┌──

//! Audio cue interface for the run simulation.
//!
//! The simulation never synthesises or plays sound itself. It fires named
//! cues at a [`CueSink`] supplied by the host and moves on; no return value,
//! no failure path. A host without sound passes [`NullSink`].

use std::cell::RefCell;
use std::collections::HashMap;
use std::rc::Rc;

/// Named, fire-and-forget sound cues.
#[derive(Debug, Clone, Copy, PartialEq, Eq, Hash)]
pub enum Cue {
    Shoot,
    EnemyHit,
    EnemyDeath,
    BossHit,
    BossPhase,
    BossDeath,
    Explosion,
    Warning,
    Summon,
    ItemCollect,
    TrapTriggered,
    GatePass,
    ShieldBlock,
    PlayerHit,
    MemberLost,
    Combo,
    Victory,
    GameOver,
}

impl Cue {
    /// Stable name used by hosts to map cues onto their sound banks.
    pub fn name(&self) -> &'static str {
        match self {
            Cue::Shoot => "shoot",
            Cue::EnemyHit => "enemyHit",
            Cue::EnemyDeath => "enemyDeath",
            Cue::BossHit => "bossHit",
            Cue::BossPhase => "bossPhase",
            Cue::BossDeath => "bossDeath",
            Cue::Explosion => "explosion",
            Cue::Warning => "warning",
            Cue::Summon => "summon",
            Cue::ItemCollect => "itemCollect",
            Cue::TrapTriggered => "trap",
            Cue::GatePass => "gatePass",
            Cue::ShieldBlock => "shieldBlock",
            Cue::PlayerHit => "playerHit",
            Cue::MemberLost => "memberLost",
            Cue::Combo => "combo",
            Cue::Victory => "victory",
            Cue::GameOver => "gameOver",
        }
    }
}

/// Receiver of audio cues.
pub trait CueSink {
    fn play(&mut self, cue: Cue);

    /// Called once at the end of every simulation tick.
    fn end_frame(&mut self, _dt: f32) {}
}

/// Sink for hosts with audio disabled.
#[derive(Debug, Default, Clone, Copy)]
pub struct NullSink;

impl CueSink for NullSink {
    fn play(&mut self, _cue: Cue) {}
}

/// Forwards cues to the `log` facade at trace level (headless runs).
#[derive(Debug, Default, Clone, Copy)]
pub struct LogSink;

impl CueSink for LogSink {
    fn play(&mut self, cue: Cue) {
        log::trace!("cue: {}", cue.name());
    }
}

/// Records every cue it receives. Clones share the same buffer, so a test
/// can keep one handle while the simulation owns the other.
#[derive(Debug, Default, Clone)]
pub struct CueRecorder {
    played: Rc<RefCell<Vec<Cue>>>,
}

impl CueRecorder {
    pub fn new() -> Self {
        Self::default()
    }

    pub fn played(&self) -> Vec<Cue> {
        self.played.borrow().clone()
    }

    pub fn count(&self, cue: Cue) -> usize {
        self.played.borrow().iter().filter(|c| **c == cue).count()
    }

    pub fn clear(&self) {
        self.played.borrow_mut().clear();
    }
}

impl CueSink for CueRecorder {
    fn play(&mut self, cue: Cue) {
        self.played.borrow_mut().push(cue);
    }
}

/// Drops repeats of the same cue that arrive closer than `min_gap` seconds.
///
/// A squad of a few hundred members fires dozens of rounds per tick; the
/// host only wants one `shoot` per gap.
pub struct ThrottledSink<S: CueSink> {
    inner: S,
    min_gap: f32,
    last_played: HashMap<Cue, f32>,
    clock: f32,
}

impl<S: CueSink> ThrottledSink<S> {
    pub fn new(inner: S, min_gap: f32) -> Self {
        Self {
            inner,
            min_gap: min_gap.max(0.0),
            last_played: HashMap::new(),
            clock: 0.0,
        }
    }

    pub fn into_inner(self) -> S {
        self.inner
    }
}

impl<S: CueSink> CueSink for ThrottledSink<S> {
    fn play(&mut self, cue: Cue) {
        let allowed = match self.last_played.get(&cue) {
            Some(&t) => self.clock - t >= self.min_gap,
            None => true,
        };
        if allowed {
            self.last_played.insert(cue, self.clock);
            self.inner.play(cue);
        }
    }

    fn end_frame(&mut self, dt: f32) {
        self.clock += dt.max(0.0);
        self.inner.end_frame(dt);
    }
}

#[cfg(test)]
mod tests {
    use super::*;

    #[test]
    fn recorder_clones_share_buffer() {
        let recorder = CueRecorder::new();
        let mut sink: Box<dyn CueSink> = Box::new(recorder.clone());
        sink.play(Cue::Shoot);
        sink.play(Cue::Victory);
        assert_eq!(recorder.played(), vec![Cue::Shoot, Cue::Victory]);
        assert_eq!(recorder.count(Cue::Shoot), 1);
    }

    #[test]
    fn throttle_drops_repeats_within_gap() {
        let recorder = CueRecorder::new();
        let mut sink = ThrottledSink::new(recorder.clone(), 0.1);
        sink.play(Cue::Shoot);
        sink.play(Cue::Shoot);
        sink.play(Cue::EnemyHit);
        sink.end_frame(0.05);
        sink.play(Cue::Shoot);
        sink.end_frame(0.06);
        sink.play(Cue::Shoot);
        assert_eq!(recorder.count(Cue::Shoot), 2);
        assert_eq!(recorder.count(Cue::EnemyHit), 1);
    }

    #[test]
    fn null_sink_accepts_everything() {
        let mut sink = NullSink;
        sink.play(Cue::GameOver);
        sink.end_frame(0.016);
    }
}
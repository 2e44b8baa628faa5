//! Combat resolution: targeting, weapon fire and every collision pass.
//!
//! Free functions over the run's collections. Nothing here owns state; what
//! died or exploded is written to a [`CombatLog`] the run controller drains.

use audio::{Cue, CueSink};
use engine_core::{from_angle, within, Vec2};
use rand::Rng;

use crate::balance::{EnemyKind, Weapon};
use crate::boss::{Boss, ChargeState, SHOCKWAVE_TOLERANCE};
use crate::buffs::Buffs;
use crate::bullet::{BulletPool, BulletSpec};
use crate::character::Character;
use crate::enemy::{Enemy, BLAST_RADIUS};
use crate::squad::Squad;

/// Forgiving inflation of enemy hitboxes for player rounds.
pub const HIT_RADIUS_BONUS: f32 = 6.0;
/// Enemy rounds hit a member within this distance.
pub const ENEMY_BULLET_HIT_RADIUS: f32 = 12.0;
pub const ENEMY_BULLET_SPEED: f32 = 220.0;
pub const MORTAR_SHELL_SPEED: f32 = 170.0;
pub const MORTAR_SHELL_RADIUS: f32 = 30.0;
pub const BOSS_SHOT_SPEED: f32 = 200.0;
/// Elite fan offsets in radians.
const ELITE_FAN: [f32; 3] = [-0.2, 0.0, 0.2];
/// Jitter for untargeted fire.
const IDLE_SPREAD: f32 = 0.08;
/// Hit-list id reserved for the boss.
pub const BOSS_TARGET_ID: u32 = u32::MAX;

#[derive(Debug, Clone, Copy, PartialEq)]
pub struct Kill {
    pub id: u32,
    pub kind: EnemyKind,
    pub pos: Vec2,
    pub reward: u32,
}

#[derive(Debug, Clone, Copy, PartialEq)]
pub struct MemberDeath {
    pub id: u32,
    pub kind: crate::balance::CharacterKind,
    pub pos: Vec2,
}

/// Everything the collision passes decided this tick.
#[derive(Debug, Default)]
pub struct CombatLog {
    pub kills: Vec<Kill>,
    pub member_deaths: Vec<MemberDeath>,
    pub explosions: Vec<(Vec2, f32)>,
    pub shield_blocks: Vec<Vec2>,
}

impl CombatLog {
    fn kill(&mut self, e: &Enemy) {
        self.kills.push(Kill {
            id: e.id,
            kind: e.kind,
            pos: e.pos,
            reward: e.reward,
        });
    }

    pub(crate) fn member_down(&mut self, m: &Character, cues: &mut dyn CueSink) {
        self.member_deaths.push(MemberDeath {
            id: m.id,
            kind: m.kind,
            pos: m.pos,
        });
        cues.play(Cue::MemberLost);
    }

    pub fn clear(&mut self) {
        self.kills.clear();
        self.member_deaths.clear();
        self.explosions.clear();
        self.shield_blocks.clear();
    }
}

// ── Firing ──────────────────────────────────────────────────────────────

struct Target {
    pos: Vec2,
    vel: Vec2,
}

fn nearest_target(from: Vec2, range: f32, enemies: &[Enemy], boss: Option<&Boss>, squad_pos: Vec2) -> Option<Target> {
    let mut best: Option<(f32, Target)> = None;
    for e in enemies.iter().filter(|e| e.is_alive()) {
        let d = from.distance_squared(e.pos);
        if d <= range * range && best.as_ref().map_or(true, |(bd, _)| d < *bd) {
            best = Some((
                d,
                Target {
                    pos: e.pos,
                    vel: e.lead_velocity(squad_pos),
                },
            ));
        }
    }
    if let Some(b) = boss.filter(|b| b.is_alive() && b.has_entered()) {
        let d = from.distance_squared(b.pos);
        let reach = range + b.radius;
        if d <= reach * reach && best.as_ref().map_or(true, |(bd, _)| d < *bd) {
            best = Some((d, Target { pos: b.pos, vel: b.vel }));
        }
    }
    best.map(|(_, t)| t)
}

/// Aim point after the bullet's flight time.
fn lead(from: Vec2, target: &Target, bullet_speed: f32) -> Vec2 {
    let flight = from.distance(target.pos) / bullet_speed.max(1.0);
    target.pos + target.vel * flight
}

/// Every ready member fires: at the nearest target in range with lead, or
/// straight ahead with jitter when nothing is in range.
pub fn squad_fire<R: Rng>(
    squad: &mut Squad,
    enemies: &[Enemy],
    boss: Option<&Boss>,
    pool: &mut BulletPool,
    buffs: &Buffs,
    rng: &mut R,
    cues: &mut dyn CueSink,
) -> usize {
    let squad_pos = squad.anchor();
    let damage_mult = buffs.damage_multiplier();
    let rate_mult = buffs.fire_rate_multiplier();
    let mut fired = 0;

    for m in squad.members_mut().iter_mut().filter(|m| m.can_fire()) {
        let stats = m.stats;
        let aim = match nearest_target(m.pos, stats.range, enemies, boss, squad_pos) {
            Some(t) => {
                let dir = (lead(m.pos, &t, stats.bullet_speed) - m.pos).normalize_or_zero();
                if dir == Vec2::ZERO {
                    Vec2::NEG_Y
                } else {
                    dir
                }
            }
            None => from_angle(-std::f32::consts::FRAC_PI_2 + rng.gen_range(-IDLE_SPREAD..=IDLE_SPREAD)),
        };
        let base = BulletSpec::player(m.pos, aim * stats.bullet_speed, stats.damage * damage_mult);
        match stats.weapon {
            Weapon::Single => {
                pool.spawn(base);
            }
            Weapon::Pierce => {
                pool.spawn(BulletSpec { pierce: true, ..base });
            }
            Weapon::Aoe { radius } => {
                pool.spawn(BulletSpec {
                    aoe_radius: Some(radius),
                    ..base
                });
            }
            Weapon::Spread { count, arc } => {
                let heading = aim.y.atan2(aim.x);
                for i in 0..count {
                    let t = if count > 1 { i as f32 / (count - 1) as f32 - 0.5 } else { 0.0 };
                    let dir = from_angle(heading + t * arc);
                    pool.spawn(BulletSpec {
                        vel: dir * stats.bullet_speed,
                        ..base
                    });
                }
            }
        }
        m.fire(rate_mult);
        fired += 1;
    }
    if fired > 0 {
        cues.play(Cue::Shoot);
    }
    fired
}

/// Ranged enemies fire at the squad centroid.
pub fn enemy_fire(enemies: &mut [Enemy], squad_centroid: Vec2, pool: &mut BulletPool) -> usize {
    let mut fired = 0;
    for e in enemies.iter_mut().filter(|e| e.can_fire()) {
        let aim = (squad_centroid - e.pos).normalize_or_zero();
        let aim = if aim == Vec2::ZERO { Vec2::Y } else { aim };
        match e.kind {
            EnemyKind::Shooter => {
                pool.spawn(BulletSpec::enemy(e.pos, aim * ENEMY_BULLET_SPEED, e.damage));
            }
            EnemyKind::Elite => {
                let heading = aim.y.atan2(aim.x);
                for offset in ELITE_FAN {
                    let dir = from_angle(heading + offset);
                    pool.spawn(BulletSpec::enemy(e.pos, dir * ENEMY_BULLET_SPEED, e.damage));
                }
            }
            EnemyKind::Mortar => {
                pool.spawn(BulletSpec {
                    aoe_radius: Some(MORTAR_SHELL_RADIUS),
                    ..BulletSpec::enemy(e.pos, aim * MORTAR_SHELL_SPEED, e.damage)
                });
            }
            EnemyKind::Rusher
            | EnemyKind::Detonator
            | EnemyKind::Thief
            | EnemyKind::Flanker
            | EnemyKind::Tank
            | EnemyKind::Brute => continue,
        }
        e.fire();
        fired += 1;
    }
    fired
}

/// Move released spread shots from the boss queue into the pool.
pub fn fire_boss_shots(boss: &mut Boss, pool: &mut BulletPool) -> usize {
    let shots = boss.take_ready_shots();
    for dir in &shots {
        let origin = boss.pos + *dir * boss.radius;
        pool.spawn(BulletSpec::enemy(origin, *dir * BOSS_SHOT_SPEED, boss.shot_damage));
    }
    shots.len()
}

// ── Collisions ──────────────────────────────────────────────────────────

/// Player rounds against the boss, then enemies in spawn order.
pub fn check_bullet_hits(
    pool: &mut BulletPool,
    enemies: &mut [Enemy],
    mut boss: Option<&mut Boss>,
    cues: &mut dyn CueSink,
    log: &mut CombatLog,
) {
    for b in pool.iter_active_mut().filter(|b| !b.is_enemy) {
        if let Some(boss) = boss.as_deref_mut() {
            if boss.is_alive() && !b.has_hit(BOSS_TARGET_ID) && within(b.pos, boss.pos, boss.radius) {
                if boss.is_shielded() {
                    cues.play(Cue::ShieldBlock);
                    b.deactivate();
                    continue;
                }
                cues.play(Cue::BossHit);
                if boss.take_damage(b.damage) {
                    cues.play(Cue::BossDeath);
                }
                if let Some(radius) = b.aoe_radius {
                    splash(enemies, None, b.pos, radius, b.damage, cues, log);
                }
                if !b.register_hit(BOSS_TARGET_ID) {
                    continue;
                }
            }
        }

        for i in 0..enemies.len() {
            if !b.active {
                break;
            }
            let e = &enemies[i];
            if !e.is_alive() || b.has_hit(e.id) || !within(b.pos, e.pos, e.radius + HIT_RADIUS_BONUS) {
                continue;
            }
            let (id, damage) = (e.id, b.damage);
            if enemies[i].take_damage(damage) {
                log.kill(&enemies[i]);
                cues.play(Cue::EnemyDeath);
            } else {
                cues.play(Cue::EnemyHit);
            }

            if let Some(radius) = b.aoe_radius {
                splash(enemies, Some(i), b.pos, radius, damage, cues, log);
            }

            b.register_hit(id);
        }
    }
}

/// Half damage, rounded up, to every alive enemy in `radius` except `direct`.
fn splash(
    enemies: &mut [Enemy],
    direct: Option<usize>,
    at: Vec2,
    radius: f32,
    damage: f32,
    cues: &mut dyn CueSink,
    log: &mut CombatLog,
) {
    let amount = (damage * 0.5).ceil();
    for (j, other) in enemies.iter_mut().enumerate() {
        if Some(j) != direct && other.is_alive() && within(at, other.pos, radius) && other.take_damage(amount) {
            log.kill(other);
            cues.play(Cue::EnemyDeath);
        }
    }
    log.explosions.push((at, radius));
    cues.play(Cue::Explosion);
}

/// Enemy rounds against the first alive member in roster order.
pub fn check_enemy_bullet_hits(
    pool: &mut BulletPool,
    squad: &mut Squad,
    buffs: &mut Buffs,
    cues: &mut dyn CueSink,
    log: &mut CombatLog,
) {
    for b in pool.iter_active_mut().filter(|b| b.is_enemy) {
        let members = squad.members_mut();
        let Some(i) = members
            .iter()
            .position(|m| m.is_alive() && within(b.pos, m.pos, ENEMY_BULLET_HIT_RADIUS))
        else {
            continue;
        };
        b.deactivate();
        if buffs.absorb_hit() {
            log.shield_blocks.push(members[i].pos);
            cues.play(Cue::ShieldBlock);
            continue;
        }
        cues.play(Cue::PlayerHit);
        if members[i].take_damage(b.damage) {
            log.member_down(&members[i], cues);
        }
        if let Some(radius) = b.aoe_radius {
            let splash = (b.damage * 0.5).ceil();
            let center = b.pos;
            for (j, m) in members.iter_mut().enumerate() {
                if j != i && m.is_alive() && within(center, m.pos, radius) && m.take_damage(splash) {
                    log.member_down(m, cues);
                }
            }
            log.explosions.push((center, radius));
            cues.play(Cue::Explosion);
        }
    }
}
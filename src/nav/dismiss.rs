//! Pending dismiss bookkeeping.

use std::rc::Rc;
use std::time::Instant;

use crate::page::{Element, WeakElement};

/// One scheduled dismiss: Escape was pressed in keyboard mode, and if focus
/// has not moved by the deadline, the mode drops back to pointer.
///
/// At most one of these exists per detector; scheduling again replaces it,
/// and it fires at most once.
pub(super) struct PendingDismiss {
    pub(super) deadline: Instant,
    /// Active element at schedule time. `None` when nothing was focused,
    /// which abandons the dismiss at fire time.
    pub(super) snapshot: Option<WeakElement>,
}

impl PendingDismiss {
    pub(super) fn new(deadline: Instant, snapshot: Option<WeakElement>) -> Self {
        Self { deadline, snapshot }
    }

    pub(super) fn due(&self, now: Instant) -> bool {
        now >= self.deadline
    }

    /// Whether focus is still where it was at schedule time. An expired
    /// snapshot or an empty slot on either side abandons the dismiss.
    pub(super) fn snapshot_matches(&self, current: Option<&Rc<Element>>) -> bool {
        match (
            self.snapshot.as_ref().and_then(WeakElement::upgrade),
            current,
        ) {
            (Some(snapshot), Some(current)) => Rc::ptr_eq(&snapshot, current),
            _ => false,
        }
    }
}
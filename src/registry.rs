//! Per-document detector registry.
//!
//! There is at most one navigation detector per document. Rather than a
//! hidden slot on a global window object, the mapping is an explicit value
//! the embedding application owns and tears down.

use std::collections::HashMap;

use crate::config::NavigationConfig;
use crate::nav::NavigationDetector;
use crate::page::Document;

/// Maps document identity to its single [`NavigationDetector`].
#[derive(Default)]
pub struct DetectorRegistry {
    entries: HashMap<u64, NavigationDetector>,
}

impl DetectorRegistry {
    pub fn new() -> Self {
        Self::default()
    }

    /// Returns the document's detector, constructing it with default
    /// configuration on first use.
    pub fn create_if_missing(&mut self, doc: &Document) -> NavigationDetector {
        self.create_if_missing_with(doc, NavigationConfig::default())
    }

    /// Returns the document's detector, constructing it with the given
    /// configuration on first use. The configuration of an already existing
    /// detector is not changed.
    pub fn create_if_missing_with(
        &mut self,
        doc: &Document,
        config: NavigationConfig,
    ) -> NavigationDetector {
        self.entries
            .entry(doc.id())
            .or_insert_with(|| {
                log::debug!("creating navigation detector for document {}", doc.id());
                NavigationDetector::with_config(doc, config)
            })
            .clone()
    }

    pub fn get(&self, doc: &Document) -> Option<NavigationDetector> {
        self.entries.get(&doc.id()).cloned()
    }

    /// Disposes and removes the document's detector. Returns whether an
    /// entry existed.
    pub fn dispose(&mut self, doc: &Document) -> bool {
        match self.entries.remove(&doc.id()) {
            Some(detector) => {
                detector.dispose();
                true
            }
            None => false,
        }
    }

    /// Page-level teardown: disposes every detector and empties the map.
    pub fn dispose_all(&mut self) {
        for (_, detector) in self.entries.drain() {
            detector.dispose();
        }
    }

    pub fn len(&self) -> usize {
        self.entries.len()
    }

    pub fn is_empty(&self) -> bool {
        self.entries.is_empty()
    }
}
//! Identity-bearing page elements and their weak handles.

use std::cell::Cell;
use std::fmt;
use std::rc::{Rc, Weak};
use std::sync::atomic::{AtomicU64, Ordering};

use super::document::{PageError, WeakDocument};

static NEXT_ELEMENT_ID: AtomicU64 = AtomicU64::new(1);

/// A node of the host page that can hold focus.
///
/// Elements are created by a [`super::Document`] and start out detached;
/// the built-in focus primitive ignores them until [`Element::connect`] is
/// called (mirrors create-then-append element lifecycles). Identity is the
/// `Rc` allocation: two handles refer to the same element iff they point to
/// the same allocation.
pub struct Element {
    id: u64,
    label: String,
    connected: Cell<bool>,
    document: WeakDocument,
}

impl Element {
    pub(crate) fn new(document: WeakDocument, label: impl Into<String>) -> Rc<Self> {
        Rc::new(Self {
            id: NEXT_ELEMENT_ID.fetch_add(1, Ordering::Relaxed),
            label: label.into(),
            connected: Cell::new(false),
            document,
        })
    }

    pub fn id(&self) -> u64 {
        self.id
    }

    /// Debugging label given at creation time.
    pub fn label(&self) -> &str {
        &self.label
    }

    pub fn is_connected(&self) -> bool {
        self.connected.get()
    }

    /// Attaches the element to its document, making it focusable.
    pub fn connect(&self) {
        self.connected.set(true);
    }

    /// Detaches the element. If it was the active element, the document's
    /// active element is cleared (focus is not restored anywhere else).
    pub fn remove(self: &Rc<Self>) {
        self.connected.set(false);
        if let Some(doc) = self.document.upgrade() {
            doc.clear_active_if(self);
        }
    }

    /// Requests focus through the document's replaceable focus primitive.
    ///
    /// This is the path application code takes, and the one the interception
    /// layer wraps. Hosts delivering focus on behalf of a user gesture use
    /// [`super::Document::assign_focus`] instead.
    ///
    /// # Errors
    /// [`PageError::DocumentDropped`] when the owning document is gone.
    pub fn focus(self: &Rc<Self>) -> Result<(), PageError> {
        let doc = self.document.upgrade().ok_or(PageError::DocumentDropped)?;
        doc.invoke_focus(self)
    }

    pub fn downgrade(this: &Rc<Self>) -> WeakElement {
        WeakElement(Rc::downgrade(this))
    }

    pub(crate) fn document(&self) -> &WeakDocument {
        &self.document
    }
}

impl fmt::Debug for Element {
    fn fmt(&self, f: &mut fmt::Formatter<'_>) -> fmt::Result {
        f.debug_struct("Element")
            .field("id", &self.id)
            .field("label", &self.label)
            .field("connected", &self.connected.get())
            .finish()
    }
}

/// Ownership-free handle to an [`Element`].
///
/// Never keeps the element alive; `upgrade` returns `None` once every
/// strong handle is gone.
#[derive(Debug, Clone)]
pub struct WeakElement(Weak<Element>);

impl WeakElement {
    pub fn upgrade(&self) -> Option<Rc<Element>> {
        self.0.upgrade()
    }
}
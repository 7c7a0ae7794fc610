//! Host page model the detector listens to.
//!
//! The original platform for this kind of detector is a browser document;
//! this crate has no ambient platform, so the surface the detector needs is
//! modeled explicitly: a per-window [`Document`] owning the focused element,
//! capture-phase listener lists, and the replaceable focus primitive, plus
//! identity-bearing [`Element`]s and the raw event types. There is no tree
//! structure, geometry, or rendering.

pub mod document;
pub mod element;
pub mod events;

// Re-export commonly used types at module level
pub use document::{Document, ListenerFn, ListenerId, PageError, WeakDocument};
pub use element::{Element, WeakElement};
pub use events::{
    CaptureStream, FocusInEvent, FocusSource, Key, KeyEvent, NavFocusEvent, PageEvent,
    PointerEvent,
};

└──

The problem
For this task, write out exactly the lines of the entries above, starting at the line with "pub fn create_if_missing(&mut" and ending at the line with "is not changed.", both included, and no others.

Solution
    pub fn create_if_missing(&mut self, doc: &Document) -> NavigationDetector {
        self.create_if_missing_with(doc, NavigationConfig::default())
    }

    /// Returns the document's detector, constructing it with the given
    /// configuration on first use. The configuration of an already existing
    /// detector is not changed.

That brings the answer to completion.